President Donald Trump is engaged in a war on government records unlike any other chief executive in modern history — and he is flouting the law to suit his purposes, wrote Zeeshan Aleem in a blistering column for MSNBC published on Monday afternoon.
Some of this effort has led to the infamous "Signalgate" controversy, where Secretary of Defense Pete Hegseth was found to be sharing highly dangerous military battle strategy in chats with relatives and a reporter for The Atlantic. But that's just the tip of the iceberg, Aleem wrote.
"A new Associated Press analysis of President Donald Trump's many methods for destroying records raises the remarkable possibility that the Trump administration could 'leave less for the nation’s historical record than nearly any before it,'" wrote Aleem. "It's a useful lens for understanding how Trump conceals information to evade accountability and undermine democracy."
Those efforts include not just hiding government communications on Signal, but purging websites and databases the administration disagrees with, and hiding all information possible about tech billionaire Elon Musk's DOGE purge, even as Musk himself falls from grace.
EXCLUSIVE: Trump accused of new grift that puts Qatari plane in shade
This is hardly a new trend, he noted: "Trump's first term involved many extraordinary attacks on recordkeeping, including reportedly routinely discarding papers in the White House fireplace, deriding his staff for taking notes and tearing up documents into tiny pieces. Trump also improperly stored classified material at Mar-a-Lago after he left office" — and it formed a major criminal case before a Trump-appointed judge in Florida helped him throw it in the garbage.
While the president is bound by records-retention laws, those are "difficult to enforce, which means that a lot of compliance with them effectively relies on the honor system.
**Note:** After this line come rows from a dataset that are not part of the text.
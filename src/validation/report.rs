//! Validation report types for structured error reporting.
//!
//! This module provides rich, structured validation results that can be
//! displayed to users, written to files, or processed programmatically.

use std::fmt;

use super::ValidateOptions;
use crate::model::CategoryId;

/// The result of validating a project.
///
/// Contains all issues found during validation, categorized by severity.
#[derive(Clone, Debug, Default)]
pub struct ValidationReport {
    /// All issues found during validation.
    pub issues: Vec<ValidationIssue>,
}

impl ValidationReport {
    /// Creates a new empty report.
    pub fn new() -> Self {
        Self { issues: Vec::new() }
    }

    /// Adds an issue to the report.
    pub fn add(&mut self, issue: ValidationIssue) {
        self.issues.push(issue);
    }

    /// Returns the number of errors in the report.
    pub fn error_count(&self) -> usize {
        self.issues
            .iter()
            .filter(|i| i.severity == Severity::Error)
            .count()
    }

    /// Returns the number of warnings in the report.
    pub fn warning_count(&self) -> usize {
        self.issues
            .iter()
            .filter(|i| i.severity == Severity::Warning)
            .count()
    }

    /// Returns true if there are no errors.
    pub fn is_ok(&self) -> bool {
        self.error_count() == 0
    }

    /// Returns true if there are no issues at all.
    pub fn is_clean(&self) -> bool {
        self.issues.is_empty()
    }

    /// Returns true if validation passed in strict mode (no errors or warnings).
    pub fn is_ok_strict(&self) -> bool {
        self.issues.is_empty()
    }

    /// Whether the report passes under `opts`.
    pub fn passes(&self, opts: &ValidateOptions) -> bool {
        if opts.strict {
            self.is_ok_strict()
        } else {
            self.is_ok()
        }
    }

    /// Iterates issues carrying the given code.
    pub fn with_code(&self, code: IssueCode) -> impl Iterator<Item = &ValidationIssue> {
        self.issues.iter().filter(move |issue| issue.code == code)
    }
}

impl fmt::Display for ValidationReport {
    fn fmt(&self, f: &mut fmt::Formatter<'_>) -> fmt::Result {
        if self.issues.is_empty() {
            return writeln!(f, "Validation passed: no issues found");
        }

        writeln!(
            f,
            "Validation completed with {} error(s) and {} warning(s):",
            self.error_count(),
            self.warning_count()
        )?;
        writeln!(f)?;

        for issue in &self.issues {
            writeln!(f, "  {}", issue)?;
        }

        Ok(())
    }
}

/// A single validation issue (error or warning).
#[derive(Clone, Debug)]
pub struct ValidationIssue {
    /// The severity of the issue.
    pub severity: Severity,

    /// A stable code for the issue type.
    pub code: IssueCode,

    /// A human-readable description of the issue.
    pub message: String,

    /// Context about where the issue occurred.
    pub context: IssueContext,
}

impl ValidationIssue {
    /// Creates a new validation issue.
    pub fn new(
        severity: Severity,
        code: IssueCode,
        message: impl Into<String>,
        context: IssueContext,
    ) -> Self {
        Self {
            severity,
            code,
            message: message.into(),
            context,
        }
    }

    /// Creates a new error.
    pub fn error(code: IssueCode, message: impl Into<String>, context: IssueContext) -> Self {
        Self::new(Severity::Error, code, message, context)
    }

    /// Creates a new warning.
    pub fn warning(code: IssueCode, message: impl Into<String>, context: IssueContext) -> Self {
        Self::new(Severity::Warning, code, message, context)
    }
}

impl fmt::Display for ValidationIssue {
    fn fmt(&self, f: &mut fmt::Formatter<'_>) -> fmt::Result {
        let severity = match self.severity {
            Severity::Error => "ERROR",
            Severity::Warning => "WARN ",
        };
        write!(
            f,
            "[{}] {:?} in {}: {}",
            severity, self.code, self.context, self.message
        )
    }
}

/// The severity of a validation issue.
#[derive(Clone, Copy, Debug, PartialEq, Eq)]
pub enum Severity {
    /// A warning that doesn't prevent saving but may indicate problems.
    Warning,
    /// An error that indicates inconsistent or corrupt data.
    Error,
}

/// A stable code identifying the type of validation issue.
///
/// These codes can be used for filtering, ignoring specific issues,
/// or programmatic handling of validation results.
#[derive(Clone, Copy, Debug, PartialEq, Eq, Hash)]
pub enum IssueCode {
    // Reference issues
    /// A shape references a category missing from the registry.
    MissingCategoryRef,

    // Bookkeeping issues
    /// The incremental category counts differ from a full recount.
    StatisticsMismatch,

    // Image issues
    /// An image has zero width or height (dimensions could not be read).
    UnknownImageDimensions,

    // Category issues
    /// A category name has leading or trailing whitespace.
    UntrimmedCategoryName,

    // Shape issues
    /// A shape has non-finite coordinates (NaN or Infinity).
    ShapeNotFinite,
    /// A bounding box has incorrect ordering (min > max).
    InvalidBoxOrdering,
    /// A polygon has fewer than three vertices.
    DegeneratePolygon,
    /// A shape extends outside the image bounds.
    ShapeOutOfBounds,
}

/// Context about where a validation issue occurred.
#[derive(Clone, Debug, PartialEq, Eq)]
pub enum IssueContext {
    /// Issue with the project as a whole.
    Project,
    /// Issue with a specific image.
    Image { file_name: String },
    /// Issue with a shape, addressed by its index path (`2.0` is part 0 of shape 2).
    Shape { file_name: String, path: String },
    /// Issue with a specific category.
    Category { id: CategoryId },
}

impl fmt::Display for IssueContext {
    fn fmt(&self, f: &mut fmt::Formatter<'_>) -> fmt::Result {
        match self {
            IssueContext::Project => write!(f, "project"),
            IssueContext::Image { file_name } => write!(f, "image '{}'", file_name),
            IssueContext::Shape { file_name, path } => {
                write!(f, "shape {} of image '{}'", path, file_name)
            }
            IssueContext::Category { id } => write!(f, "category {}", id),
        }
    }
}
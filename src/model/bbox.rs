//! Axis-aligned bounding boxes in XYXY pixel format.

use serde::{Deserialize, Serialize};

use super::coord::Point;

/// An axis-aligned bounding box in XYXY format (xmin, ymin, xmax, ymax).
///
/// Note: This type does NOT enforce that min < max in the constructor,
/// allowing "malformed" boxes to exist in the model. Validation reports
/// these rather than the editor refusing to hold them.
#[derive(Clone, Copy, Debug, Default, PartialEq, Serialize, Deserialize)]
pub struct BoundingBox {
    pub xmin: f64,
    pub ymin: f64,
    pub xmax: f64,
    pub ymax: f64,
}

impl BoundingBox {
    /// Creates a new bounding box from min and max corners.
    #[inline]
    pub fn new(min: Point, max: Point) -> Self {
        Self::from_xyxy(min.x, min.y, max.x, max.y)
    }

    /// Creates a new bounding box from explicit coordinates.
    #[inline]
    pub fn from_xyxy(xmin: f64, ymin: f64, xmax: f64, ymax: f64) -> Self {
        Self {
            xmin,
            ymin,
            xmax,
            ymax,
        }
    }

    /// Converts from XYWH format (x, y, width, height) where (x, y) is the top-left corner.
    #[inline]
    pub fn from_xywh(x: f64, y: f64, width: f64, height: f64) -> Self {
        Self::from_xyxy(x, y, x + width, y + height)
    }

    /// Returns the top-left corner.
    #[inline]
    pub fn min(&self) -> Point {
        Point::new(self.xmin, self.ymin)
    }

    /// Returns the bottom-right corner.
    #[inline]
    pub fn max(&self) -> Point {
        Point::new(self.xmax, self.ymax)
    }

    /// Returns the width of the bounding box.
    ///
    /// May be negative if the box is malformed (xmax < xmin).
    #[inline]
    pub fn width(&self) -> f64 {
        self.xmax - self.xmin
    }

    /// Returns the height of the bounding box.
    ///
    /// May be negative if the box is malformed (ymax < ymin).
    #[inline]
    pub fn height(&self) -> f64 {
        self.ymax - self.ymin
    }

    /// Returns true if all coordinates are finite (not NaN or infinite).
    #[inline]
    pub fn is_finite(&self) -> bool {
        self.min().is_finite() && self.max().is_finite()
    }

    /// Returns true if the box is properly ordered (min <= max for both axes).
    #[inline]
    pub fn is_ordered(&self) -> bool {
        self.xmin <= self.xmax && self.ymin <= self.ymax
    }

    /// Smallest box enclosing all `points`, or `None` for an empty slice.
    pub fn enclosing(points: &[Point]) -> Option<Self> {
        let first = points.first()?;
        let init = Self::new(*first, *first);
        Some(points[1..].iter().fold(init, |acc, p| {
            Self::from_xyxy(
                acc.xmin.min(p.x),
                acc.ymin.min(p.y),
                acc.xmax.max(p.x),
                acc.ymax.max(p.y),
            )
        }))
    }
}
Trump's view of honor systems, of course, is that they are for suckers. And he knows that he stands to benefit from keeping the public in the dark and avoiding mechanisms for accountability."
The bottom line, wrote Aleem, is that "Trump isn't just keeping the public, the media and the courts in the dark. He's also making it harder for future generations of scholars to study our political era and understand how his government worked — and didn't work."